Material provided Start Marker

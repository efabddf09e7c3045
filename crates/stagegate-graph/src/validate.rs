//! Workflow validation
//!
//! Validation never rejects a graph. It reports configuration smells so an
//! administrator can fix coverage; the resolver tolerates all of them.

use std::collections::{HashMap, HashSet};
use std::fmt;

use crate::graph::WorkflowGraph;

/// How much an issue matters to an administrator.
#[derive(Debug, Clone, Copy, PartialEq, Eq, PartialOrd, Ord, Hash)]
pub enum IssueSeverity {
    /// The graph works but probably not as intended.
    Warning,
    /// Part of the definition was dropped or is ambiguous.
    Error,
}

impl IssueSeverity {
    /// Get the string representation of the severity.
    pub fn as_str(&self) -> &'static str {
        match self {
            IssueSeverity::Warning => "warning",
            IssueSeverity::Error => "error",
        }
    }
}

/// A problem found while loading or validating a workflow graph.
#[derive(Debug, Clone, PartialEq, Eq)]
pub enum ValidationIssue {
    /// A node entry was not an object and was dropped.
    MalformedNode {
        /// Position in the raw node list
        index: usize,
        /// What was wrong
        reason: String,
    },

    /// A node had no module type and was dropped.
    MissingModuleType {
        /// Position in the raw node list
        index: usize,
        /// The node's id, if it had one
        node_id: Option<String>,
    },

    /// A permission record could not be read and was ignored.
    MalformedPermissions {
        /// Node id
        node_id: String,
        /// What was wrong
        reason: String,
    },

    /// Two or more nodes share an id.
    DuplicateNodeId {
        /// The shared id
        node_id: String,
    },

    /// Two or more nodes govern the same `(module, stage)` pair; the first wins.
    DuplicateStage {
        /// Module tag
        module_type: String,
        /// Stage tag
        stage: String,
        /// Id of the node lookups will use
        first: String,
        /// Id of the shadowed node
        shadowed: String,
    },

    /// An edge points at a node id that does not exist.
    DanglingEdge {
        /// Source node id
        node_id: String,
        /// Unknown target id
        target: String,
    },

    /// A node lists no roles, so only master roles can pass it.
    NoAllowedRoles {
        /// Node id
        node_id: String,
    },

    /// A permission record grants actions but not `view`.
    PermissionsWithoutView {
        /// Node id
        node_id: String,
    },
}

impl ValidationIssue {
    /// Severity of this issue.
    pub fn severity(&self) -> IssueSeverity {
        match self {
            ValidationIssue::MalformedNode { .. }
            | ValidationIssue::MissingModuleType { .. }
            | ValidationIssue::DuplicateNodeId { .. } => IssueSeverity::Error,

            ValidationIssue::MalformedPermissions { .. }
            | ValidationIssue::DuplicateStage { .. }
            | ValidationIssue::DanglingEdge { .. }
            | ValidationIssue::NoAllowedRoles { .. }
            | ValidationIssue::PermissionsWithoutView { .. } => IssueSeverity::Warning,
        }
    }

    /// Check if this issue has error severity.
    pub fn is_error(&self) -> bool {
        self.severity() == IssueSeverity::Error
    }

    /// Get issue code for API responses.
    pub fn code(&self) -> &'static str {
        match self {
            ValidationIssue::MalformedNode { .. } => "MALFORMED_NODE",
            ValidationIssue::MissingModuleType { .. } => "MISSING_MODULE_TYPE",
            ValidationIssue::MalformedPermissions { .. } => "MALFORMED_PERMISSIONS",
            ValidationIssue::DuplicateNodeId { .. } => "DUPLICATE_NODE_ID",
            ValidationIssue::DuplicateStage { .. } => "DUPLICATE_STAGE",
            ValidationIssue::DanglingEdge { .. } => "DANGLING_EDGE",
            ValidationIssue::NoAllowedRoles { .. } => "NO_ALLOWED_ROLES",
            ValidationIssue::PermissionsWithoutView { .. } => "PERMISSIONS_WITHOUT_VIEW",
        }
    }
}

impl fmt::Display for ValidationIssue {
    fn fmt(&self, f: &mut fmt::Formatter<'_>) -> fmt::Result {
        match self {
            ValidationIssue::MalformedNode { index, reason } => {
                write!(f, "node #{} dropped: {}", index, reason)
            }
            ValidationIssue::MissingModuleType { index, node_id } => match node_id {
                Some(id) => write!(f, "node #{} ({}) dropped: missing module type", index, id),
                None => write!(f, "node #{} dropped: missing module type", index),
            },
            ValidationIssue::MalformedPermissions { node_id, reason } => {
                write!(f, "node {} permissions ignored: {}", node_id, reason)
            }
            ValidationIssue::DuplicateNodeId { node_id } => {
                write!(f, "node id {} is used more than once", node_id)
            }
            ValidationIssue::DuplicateStage {
                module_type,
                stage,
                first,
                shadowed,
            } => write!(
                f,
                "{}/{} is governed by {} and shadowed node {}",
                module_type, stage, first, shadowed
            ),
            ValidationIssue::DanglingEdge { node_id, target } => {
                write!(f, "node {} points at unknown node {}", node_id, target)
            }
            ValidationIssue::NoAllowedRoles { node_id } => {
                write!(f, "node {} allows no roles", node_id)
            }
            ValidationIssue::PermissionsWithoutView { node_id } => {
                write!(f, "node {} grants actions without view", node_id)
            }
        }
    }
}

/// Check a typed graph for configuration smells.
///
/// # Examples
///
/// ```
/// use stagegate_graph::{validate, StageNode, ValidationIssue, WorkflowGraph};
///
/// let graph = WorkflowGraph::new("projects")
///     .with_node(StageNode::new("billing").with_id("a").with_stage("Draft").with_roles(["Finance"]))
///     .with_node(StageNode::new("billing").with_id("b").with_stage("Draft").with_roles(["Intern"]));
///
/// let issues = validate(&graph);
/// assert!(matches!(&issues[0], ValidationIssue::DuplicateStage { first, .. } if first == "a"));
/// ```
pub fn validate(graph: &WorkflowGraph) -> Vec<ValidationIssue> {
    let mut issues = Vec::new();

    let mut seen_ids: HashSet<&str> = HashSet::new();
    let mut reported_ids: HashSet<&str> = HashSet::new();
    let mut stage_owners: HashMap<(&str, &str), &str> = HashMap::new();

    for node in graph.nodes() {
        if !seen_ids.insert(node.id.as_str()) && reported_ids.insert(node.id.as_str()) {
            issues.push(ValidationIssue::DuplicateNodeId {
                node_id: node.id.clone(),
            });
        }

        if let Some(stage) = node.stage.as_deref() {
            let key = (node.module_type.as_str(), stage);
            match stage_owners.get(&key) {
                Some(first) => issues.push(ValidationIssue::DuplicateStage {
                    module_type: node.module_type.clone(),
                    stage: stage.to_string(),
                    first: (*first).to_string(),
                    shadowed: node.id.clone(),
                }),
                None => {
                    stage_owners.insert(key, node.id.as_str());
                }
            }
        }

        if node.allowed_roles.is_empty() {
            issues.push(ValidationIssue::NoAllowedRoles {
                node_id: node.id.clone(),
            });
        }

        if let Some(permissions) = node.permissions {
            if !permissions.view && !permissions.is_empty() {
                issues.push(ValidationIssue::PermissionsWithoutView {
                    node_id: node.id.clone(),
                });
            }
        }
    }

    for node in graph.nodes() {
        for target in &node.next {
            if !seen_ids.contains(target.as_str()) {
                issues.push(ValidationIssue::DanglingEdge {
                    node_id: node.id.clone(),
                    target: target.clone(),
                });
            }
        }
    }

    issues
}

#[cfg(test)]
mod tests {
    use super::*;
    use crate::graph::StageNode;
    use stagegate_rbac::{StageAction, StagePermissions};

    #[test]
    fn test_clean_graph() {
        let graph = WorkflowGraph::new("projects")
            .with_node(
                StageNode::new("billing")
                    .with_id("draft")
                    .with_stage("Draft")
                    .with_roles(["Finance"])
                    .with_permissions(StagePermissions::view_only())
                    .with_next("review"),
            )
            .with_node(
                StageNode::new("billing")
                    .with_id("review")
                    .with_stage("InReview")
                    .with_roles(["Manager"]),
            );
        assert!(validate(&graph).is_empty());
    }

    #[test]
    fn test_empty_graph_is_valid() {
        assert!(validate(&WorkflowGraph::new("empty")).is_empty());
    }

    #[test]
    fn test_duplicate_ids_reported_once() {
        let graph = WorkflowGraph::new("projects")
            .with_node(StageNode::new("talent").with_id("x").with_roles(["Recruiter"]))
            .with_node(StageNode::new("talent").with_id("x").with_roles(["Recruiter"]))
            .with_node(StageNode::new("talent").with_id("x").with_roles(["Recruiter"]));

        let issues = validate(&graph);
        assert_eq!(issues.len(), 1);
        assert_eq!(issues[0].code(), "DUPLICATE_NODE_ID");
        assert!(issues[0].is_error());
    }

    #[test]
    fn test_module_global_duplicates_are_fine() {
        let graph = WorkflowGraph::new("projects")
            .with_node(StageNode::new("talent").with_roles(["Recruiter"]))
            .with_node(StageNode::new("talent").with_roles(["Manager"]));
        assert!(validate(&graph).is_empty());
    }

    #[test]
    fn test_dangling_edge() {
        let graph = WorkflowGraph::new("projects").with_node(
            StageNode::new("billing")
                .with_id("draft")
                .with_stage("Draft")
                .with_roles(["Finance"])
                .with_next("nowhere"),
        );

        let issues = validate(&graph);
        assert_eq!(
            issues,
            vec![ValidationIssue::DanglingEdge {
                node_id: "draft".to_string(),
                target: "nowhere".to_string(),
            }]
        );
        assert_eq!(issues[0].severity(), IssueSeverity::Warning);
    }

    #[test]
    fn test_no_roles_and_permissions_without_view() {
        let graph = WorkflowGraph::new("projects").with_node(
            StageNode::new("billing")
                .with_id("locked")
                .with_stage("Archived")
                .with_permissions(StagePermissions::none().with(StageAction::Delete)),
        );

        let codes: Vec<&str> = validate(&graph).iter().map(ValidationIssue::code).collect();
        assert_eq!(codes, vec!["NO_ALLOWED_ROLES", "PERMISSIONS_WITHOUT_VIEW"]);
    }

    #[test]
    fn test_display() {
        let issue = ValidationIssue::MissingModuleType {
            index: 3,
            node_id: Some("n3".to_string()),
        };
        assert_eq!(issue.to_string(), "node #3 (n3) dropped: missing module type");
    }
}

Material provided End Marker

Directions for this task » Check each line of the material above for "points", count those that have it, and answer with the number alone.

Answer space » 2